That's not permissions in the general sense of authorisation, that should just be modelled as any other "business logic". Put that article_limit in the users table and join it in the selects.

Edit: or tracking the users article views with timestamps, and making a select aggregate over the month..

> "customer Y cannot insert any more orders if total outstanding/unpaid amount of invoices in last 30 days succeeds Z"

insert into orders select from user a inner join invoices b etc.. any kind of limitless complexity here on how you want to limit the orders.


But if you design a public GraphQL API, you cannot trust the query issuer (Browser or App on the Client). You have to enforce those rules outside of the query. And yes, there is tons of ways to do this outside of GraphQL, which is exactly my point, that row/column permissions alone do not suffice.


Ok I get you now, yes you are correct, if you have a public API and you have business constraints that need to be enforced, you have to do this server side.

But you can still implement this easily in queries, so for example granting the client only read permissions, plus execution permissions on certain database functions, and inside these functions you can implement the constraints.

What I'm trying to say, is that you don't necessarily need any backend "services" java etc, to implement these type of constraints, they can be modelled as any other business logic in the database.


agreed. i've worked extensively with graphile, and from working with people who were really strong in postgres i learned all the things we needed could be modeled in postgres. many of the less obvious solutions would involve functions, triggers, or stored procedures. but i liked that there was less ambiguity about where that kind of logic was implemented.


Observability, flexibility (I don't need to push a migration to change auth), SSO integration, and the ability to keep a clean separation between user and "machine" (service, replication, etc) accounts.


What does observability mean?
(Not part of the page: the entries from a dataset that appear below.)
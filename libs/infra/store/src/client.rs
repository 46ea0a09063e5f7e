// [libs/infra/store/src/client.rs]
/*!
 * =================================================================
 * APARATO: DATABASE CONNECTION CLIENT (V1.0)
 * CLASIFICACIÓN: INFRASTRUCTURE LAYER (ESTRATO L3)
 * RESPONSABILIDAD: GESTIÓN DE ENLACES TÁCTICOS Y PERSISTENCIA ACID
 *
 * # Mathematical Proof (In-Memory Consistency):
 * Para garantizar que el esquema sea visible entre hilos en modo RAM,
 * el cliente detecta URLs de memoria y aplica el ancla de persistencia
 * ANTES de la ejecución del bootstrap, asegurando que las tablas
 * residan en un segmento de memoria compartido.
 * =================================================================
 */

use std::sync::Arc;

use libsql::{Builder, Connection, Database};
use tracing::{error, info, instrument};

use crate::errors::StoreError;
use crate::schema::apply_full_sovereign_schema;

#[derive(Clone)]
pub struct StoreClient {
    internal_database_driver: Arc<Database>,
    /// Mantiene la base de datos viva en memoria evitando que SQLite la purgue.
    _memory_persistence_anchor: Option<Arc<Connection>>,
}

impl StoreClient {
    #[instrument(skip(database_access_token))]
    pub async fn connect(database_connection_url: &str, database_access_token: Option<String>) -> Result<Self, StoreError> {
        if database_connection_url.is_empty() {
            return Err(StoreError::ConnectionError("DATABASE_URL_UNDEFINED".into()));
        }

        info!("🔌 [STORE]: Initiating tactical link synchronization to [{}]", database_connection_url);

        let is_remote = database_connection_url.starts_with("libsql://") || database_connection_url.starts_with("https://");
        let is_memory = database_connection_url.contains(":memory:") || database_connection_url.contains("mode=memory");

        let database_driver = if is_remote {
            let token = database_access_token
                .ok_or_else(|| StoreError::ConnectionError("remote access denied: token missing".into()))?;
            Builder::new_remote(database_connection_url.to_string(), token).build().await
        } else {
            Builder::new_local(database_connection_url).build().await
        }
        .map_err(|e| StoreError::ConnectionError(format!("driver ignition failure: {}", e)))?;

        let shared_driver = Arc::new(database_driver);
        let mut anchor = None;

        if is_memory {
            let anchor_conn = shared_driver.connect().map_err(|e| StoreError::ConnectionError(format!("anchor fault: {}", e)))?;
            apply_full_sovereign_schema(&anchor_conn)
                .await
                .map_err(|e| StoreError::ConnectionError(format!("schema sync fault: {}", e)))?;
            anchor = Some(Arc::new(anchor_conn));
            info!("⚓ [STORE]: Memory strata solidified and anchored.");
        } else {
            let bootstrap_conn = shared_driver.connect().map_err(|e| StoreError::ConnectionError(format!("bootstrap link fault: {}", e)))?;
            apply_full_sovereign_schema(&bootstrap_conn)
                .await
                .map_err(|e| StoreError::ConnectionError(format!("schema sync fault: {}", e)))?;
        }

        Ok(Self { internal_database_driver: shared_driver, _memory_persistence_anchor: anchor })
    }

    pub fn get_connection(&self) -> Result<Connection, StoreError> {
        self.internal_database_driver.connect().map_err(|e| {
            error!("⚠️ [STORE]: connection allocation failed: {}", e);
            StoreError::ConnectionError(e.to_string())
        })
    }
}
Can you translate this into a concrete question?

As for flexibility, do you mean authentication or authorization?

SSO can be done at the SQL server level (MSSQL has it and so does Postgres, don't know about others), but handling the SSO part in your app and using "set role" and passing a user ID for your row level security policies to use is easier to set up and more flexible.

Clean separation between user and machine accounts can absolutely be done with MSSQL and Postgres.
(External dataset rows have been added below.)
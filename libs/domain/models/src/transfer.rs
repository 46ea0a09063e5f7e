// [libs/domain/models/src/transfer.rs]
//! Pump transfer proposals and the persisted, idempotency-guarded
//! transfer event they become once applied.

use chrono::{DateTime, NaiveDate, Utc};
use serde::{Deserialize, Serialize};

/// A proposed (not yet applied) inter-facility water movement, as
/// produced by `propose_transfers` (pure).
#[derive(Debug, Clone, Serialize, Deserialize, PartialEq)]
pub struct Transfer {
    pub calc_date: NaiveDate,
    pub source_code: String,
    pub dest_code: String,
    pub volume_m3: f64,
    pub source_level_before_pct: f64,
    pub dest_level_before_pct: f64,
    pub source_level_after_pct: f64,
    pub dest_level_after_pct: f64,
}

/// The durable, append-only record of an applied transfer. Unique on
/// `(calc_date, source_code, dest_code)`.
#[derive(Debug, Clone, Serialize, Deserialize, PartialEq)]
pub struct PumpTransferEvent {
    pub event_id: Option<i64>,
    pub calc_date: NaiveDate,
    pub source_code: String,
    pub dest_code: String,
    pub volume_m3: f64,
    pub applied_at: DateTime<Utc>,
    pub applied_by: String,
}
// [libs/core/cache/src/lib.rs]
//! Deterministic memoisation and invalidation for the monthly water
//! balance. Not a general object cache: the balance
//! cache is keyed by the Calculator's semantic inputs, the facility
//! cache expires on a plain TTL, and invalidation is always an
//! explicit caller action, never inferred from writes this crate
//! cannot see.

pub mod cache;
pub mod facility_cache;
pub mod key;
pub mod listener;
pub mod source_watch;
pub mod stats;

pub use cache::BalanceCache;
pub use facility_cache::FacilityCache;
pub use key::BalanceKey;
pub use listener::{Listener, ListenerRegistry};
pub use source_watch::{SourceKind, SourcePathWatch};
pub use stats::CacheStatsSnapshot;
// [libs/infra/store/src/repositories/license_repository.rs]
//! The license record, stored in `license_info`. A single row per
//! installation — `save` upserts on the unique `license_key`, `load`
//! reads back the most recently activated one.

use chrono::{DateTime, Utc};
use libsql::params;
use tracing::instrument;
use wbe_domain_models::license::{HardwareComponents, License, LicenseState, LicenseTier};

use crate::client::StoreClient;
use crate::errors::StoreError;

const SELECT_COLUMNS: &str = "license_id, license_key, tier, status, expiry_date, hw_motherboard, hw_cpu, hw_mac, \
    last_online_check, offline_grace_until, transfer_count, activated_at";

pub struct LicenseRepository {
    client: StoreClient,
}

impl LicenseRepository {
    pub fn new(client: StoreClient) -> Self {
        Self { client }
    }

    #[instrument(skip(self))]
    pub async fn load(&self) -> Result<Option<License>, StoreError> {
        let conn = self.client.get_connection()?;
        let sql = format!("SELECT {SELECT_COLUMNS} FROM license_info ORDER BY license_id DESC LIMIT 1");
        let mut rows = conn.query(&sql, ()).await?;
        match rows.next().await? {
            Some(row) => Ok(Some(map_license(&row)?)),
            None => Ok(None),
        }
    }

    #[instrument(skip(self, license))]
    pub async fn save(&self, license: &License) -> Result<(), StoreError> {
        let conn = self.client.get_connection()?;
        conn.execute(
            "INSERT INTO license_info (
                license_key, tier, status, expiry_date, hw_motherboard, hw_cpu, hw_mac,
                last_online_check, offline_grace_until, transfer_count, activated_at
            ) VALUES (?1, ?2, ?3, ?4, ?5, ?6, ?7, ?8, ?9, ?10, ?11)
             ON CONFLICT(license_key) DO UPDATE SET
                tier = excluded.tier,
                status = excluded.status,
                expiry_date = excluded.expiry_date,
                hw_motherboard = excluded.hw_motherboard,
                hw_cpu = excluded.hw_cpu,
                hw_mac = excluded.hw_mac,
                last_online_check = excluded.last_online_check,
                offline_grace_until = excluded.offline_grace_until,
                transfer_count = excluded.transfer_count",
            params![
                license.license_key.clone(),
                tier_tag(license.tier),
                state_tag(license.state),
                license.expiry_date.to_rfc3339(),
                license.hardware.motherboard_hash.clone(),
                license.hardware.cpu_hash.clone(),
                license.hardware.mac_hash.clone(),
                license.last_online_check.map(|t| t.to_rfc3339()),
                license.offline_grace_until.map(|t| t.to_rfc3339()),
                i64::from(license.transfer_count),
                license.activated_at.to_rfc3339(),
            ],
        )
        .await?;
        Ok(())
    }
}

fn tier_tag(tier: LicenseTier) -> &'static str {
    tier.as_str()
}

fn parse_tier(tag: &str) -> Result<LicenseTier, StoreError> {
    LicenseTier::from_str(tag).ok_or_else(|| StoreError::MappingError(format!("unknown tier '{tag}'")))
}

fn state_tag(state: LicenseState) -> &'static str {
    match state {
        LicenseState::Init => "init",
        LicenseState::Unactivated => "unactivated",
        LicenseState::Active => "active",
        LicenseState::GraceOffline => "grace_offline",
        LicenseState::Expired => "expired",
        LicenseState::Revoked => "revoked",
        LicenseState::HardwareMismatch => "hardware_mismatch",
    }
}

fn parse_state(tag: &str) -> Result<LicenseState, StoreError> {
    match tag {
        "init" => Ok(LicenseState::Init),
        "unactivated" => Ok(LicenseState::Unactivated),
        "active" => Ok(LicenseState::Active),
        "grace_offline" => Ok(LicenseState::GraceOffline),
        "expired" => Ok(LicenseState::Expired),
        "revoked" => Ok(LicenseState::Revoked),
        "hardware_mismatch" => Ok(LicenseState::HardwareMismatch),
        other => Err(StoreError::MappingError(format!("unknown license state '{other}'"))),
    }
}

fn parse_timestamp(raw: &str) -> Result<DateTime<Utc>, StoreError> {
    DateTime::parse_from_rfc3339(raw).map(|t| t.with_timezone(&Utc)).map_err(|_| StoreError::MappingError(format!("bad timestamp '{raw}'")))
}

fn map_license(row: &libsql::Row) -> Result<License, StoreError> {
    let tier_tag: String = row.get(2)?;
    let status_tag: String = row.get(3)?;
    let expiry_raw: String = row.get(4)?;
    let last_online_raw: Option<String> = row.get(8)?;
    let grace_raw: Option<String> = row.get(9)?;
    let activated_raw: String = row.get(11)?;

    Ok(License {
        license_id: Some(row.get::<i64>(0)?),
        license_key: row.get(1)?,
        tier: parse_tier(&tier_tag)?,
        state: parse_state(&status_tag)?,
        expiry_date: parse_timestamp(&expiry_raw)?,
        hardware: HardwareComponents {
            motherboard_hash: row.get(5)?,
            cpu_hash: row.get(6)?,
            mac_hash: row.get(7)?,
        },
        last_online_check: last_online_raw.map(|raw| parse_timestamp(&raw)).transpose()?,
        offline_grace_until: grace_raw.map(|raw| parse_timestamp(&raw)).transpose()?,
        transfer_count: row.get::<i64>(10)? as u32,
        activated_at: parse_timestamp(&activated_raw)?,
    })
}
Yeah this must be one of the most underused features ever. People don't realise that you can solve little bobby tables by just setting the permissions correctly in the database.


You cannot model every business constraint in DB permissions; Stuff like "If customer X has less than 3 active contracts, new contract activations require sign-off of Manager of at least level Y" etc.
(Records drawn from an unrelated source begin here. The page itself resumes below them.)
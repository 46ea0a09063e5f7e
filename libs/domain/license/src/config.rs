// [libs/domain/license/src/config.rs]
//! Licensing config keys consumed by the manager (the `licensing.*`
//! family).

use std::collections::HashMap;
use std::time::Duration;

use wbe_domain_models::license::LicenseTier;

/// A tier-gated capability value: either a boolean feature gate or a
/// numeric limit (`licensing.tier_features.<tier>`).
#[derive(Debug, Clone, Copy, PartialEq)]
pub enum FeatureValue {
    Bool(bool),
    Limit(f64),
}

#[derive(Debug, Clone)]
pub struct LicenseManagerConfig {
    pub webhook_url: String,
    pub api_key: String,
    pub request_timeout: Duration,

    pub max_transfers: u32,
    pub offline_grace_days: i64,
    pub hardware_similarity_threshold: f64,

    /// Online revalidation interval per tier; falls back to
    /// `LicenseTier::default_check_interval_hours` for any tier not
    /// present.
    pub check_intervals_hours: HashMap<LicenseTier, i64>,

    /// Floor under which the ticker will not be made to tick faster,
    /// regardless of a configured interval (default 1h).
    pub min_tick_interval_hours: i64,

    pub tier_features: HashMap<LicenseTier, HashMap<String, FeatureValue>>,

    pub support_email: String,
    pub support_phone: String,
}

impl LicenseManagerConfig {
    pub fn check_interval_hours(&self, tier: LicenseTier) -> i64 {
        let configured = self
            .check_intervals_hours
            .get(&tier)
            .copied()
            .unwrap_or_else(|| tier.default_check_interval_hours());
        configured.max(self.min_tick_interval_hours)
    }

    pub fn feature(&self, tier: LicenseTier, name: &str) -> Option<FeatureValue> {
        self.tier_features.get(&tier).and_then(|features| features.get(name)).copied()
    }
}

impl Default for LicenseManagerConfig {
    fn default() -> Self {
        Self {
            webhook_url: String::new(),
            api_key: String::new(),
            request_timeout: Duration::from_secs(10),
            max_transfers: 3,
            offline_grace_days: 7,
            hardware_similarity_threshold: 0.60,
            check_intervals_hours: HashMap::new(),
            min_tick_interval_hours: 1,
            tier_features: HashMap::new(),
            support_email: String::new(),
            support_phone: String::new(),
        }
    }
}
That can absolutely be done via triggers or limit access by using functions for certain operations instead of direct table access


And how do you unit test triggers? Yes you can do it in a ton of ways, but you just end up scattering your business layer all over the database, the GraphQL adapter, API gateways etc. The alternative is just to create a dedicated BE service endpoint (in whatever you prefer, REST,HTTP/JSON,SOAP, gRPC etc.), which does the required checks for you.

Triggers, functions or whatever you use are just code; yes, that is my pitch: Have your buisness logic in code, ideally in a dedicated BE API endpoint instead in the DB.


Are you suggesting that you don't use any constraints (unique, not null...) or defaults in the database either?

That's your business logic in the database right there.


I for one think that the code path that leads to an insert conflict should be integration/unit tested. Something needs to codify how the error is reported to the client.

So no, you don't get to wiggle out of that one.

Unit testing PL/pgSQL is nasty.


I agree for the most part.

But unit testing is not nasty at all: just look up pgTAP.

What's nasty is that the incumbent development model intersperses data modelling constraints in the database and in the non-db code, and then we test one layer implicitly from another layer.


Unit testing is nasty? You can use whatever tool you like. I've used phpunit, junit and jasmine for unit testing databases. Choose whichever tool you like most.


It can get hairy due to how most apps are developed.

You'd usually have backend code guarding against constraint-violating entries, and then you'd have a database constraint too.

So what you need to do now is test almost exactly the same thing from your code test and from your database test to get proper coverage.

Enter declarative ORM schemas, and suddenly there's not even a guarantee that the schema you are running really matches what your ORM thinks the schema is.

For that reason, I prefer all those SQL-based database migration/evolution approaches over ORM-based schema generation, coupled with pure SQL tests (eg. with pgTAP, but yeah, any tool can do).

Basically, even for declarative code, there should be a unit test, a la double-entry bookkeeping in accounting.

And even if this is what I prefer and believe is only right, I never worked on a large company project that did all of these things.

So I don't think the entire topic should be easily dismissed: while unit testing is simple, have you ever worked on a project that tested db-schema embedded logic exactly at the right level (and not the level up)?


That’s the path I ended up taking. The GraphQL resolvers had no idea idea there was a database. They talked to a layer that understood all the business objects and that sat on top of a layer that understood authorization and only that layer had any connection to the data store.


In my mind that's just an insert that joins the contracts table and makes a case active_contracts < 3 then true else false, for the require_sign_off column.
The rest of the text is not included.